From the listing below, pull out all lines with "crate" in them.

++++++++

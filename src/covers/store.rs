use std::fs;
use std::io;
use std::path::{Path, PathBuf};

use crate::config::CoverSettings;
use crate::error::CoverError;

use super::naming::CoverKey;

/// The covers directory and how its files map to URLs.
#[derive(Debug, Clone)]
pub struct CoverStore {
    dir: PathBuf,
    url_prefix: String,
    default_art: String,
    min_cached_bytes: u64,
}

impl CoverStore {
    pub fn new(settings: &CoverSettings) -> Self {
        Self {
            dir: settings.dir.clone(),
            url_prefix: settings.url_prefix.trim_end_matches('/').to_string(),
            default_art: settings.default_art.clone(),
            min_cached_bytes: settings.min_cached_bytes,
        }
    }

    pub fn ensure_dir(&self) -> io::Result<()> {
        fs::create_dir_all(&self.dir)
    }

    pub fn dir(&self) -> &Path {
        &self.dir
    }

    /// URL path the covers directory is served under, without a trailing slash.
    pub fn url_prefix(&self) -> &str {
        &self.url_prefix
    }

    pub fn default_art(&self) -> &str {
        &self.default_art
    }

    pub fn path_for(&self, key: &CoverKey) -> PathBuf {
        self.dir.join(key.file_name())
    }

    pub fn url_for(&self, key: &CoverKey) -> String {
        format!("{}/{}", self.url_prefix, key.file_name())
    }

    #[cfg(test)]
    pub fn exists(&self, key: &CoverKey) -> bool {
        self.path_for(key).exists()
    }

    /// URL of the local cover if it is a regular file big enough to be a real image.
    pub fn cached_url(&self, key: &CoverKey) -> Option<String> {
        let meta = fs::metadata(self.path_for(key)).ok()?;
        (meta.is_file() && meta.len() > self.min_cached_bytes).then(|| self.url_for(key))
    }

    /// Write `bytes` as the cover for `key` and return its URL.
    pub fn save(&self, key: &CoverKey, bytes: &[u8]) -> Result<String, CoverError> {
        self.ensure_dir()?;
        let path = self.path_for(key);
        // Write next to the target and rename so a half-written file is never served.
        let tmp = path.with_extension("jpg.part");
        fs::write(&tmp, bytes)?;
        fs::rename(&tmp, &path)?;
        Ok(self.url_for(key))
    }
}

++++++++

Your response ▸
use crate::config::CoverSettings;
use crate::error::CoverError;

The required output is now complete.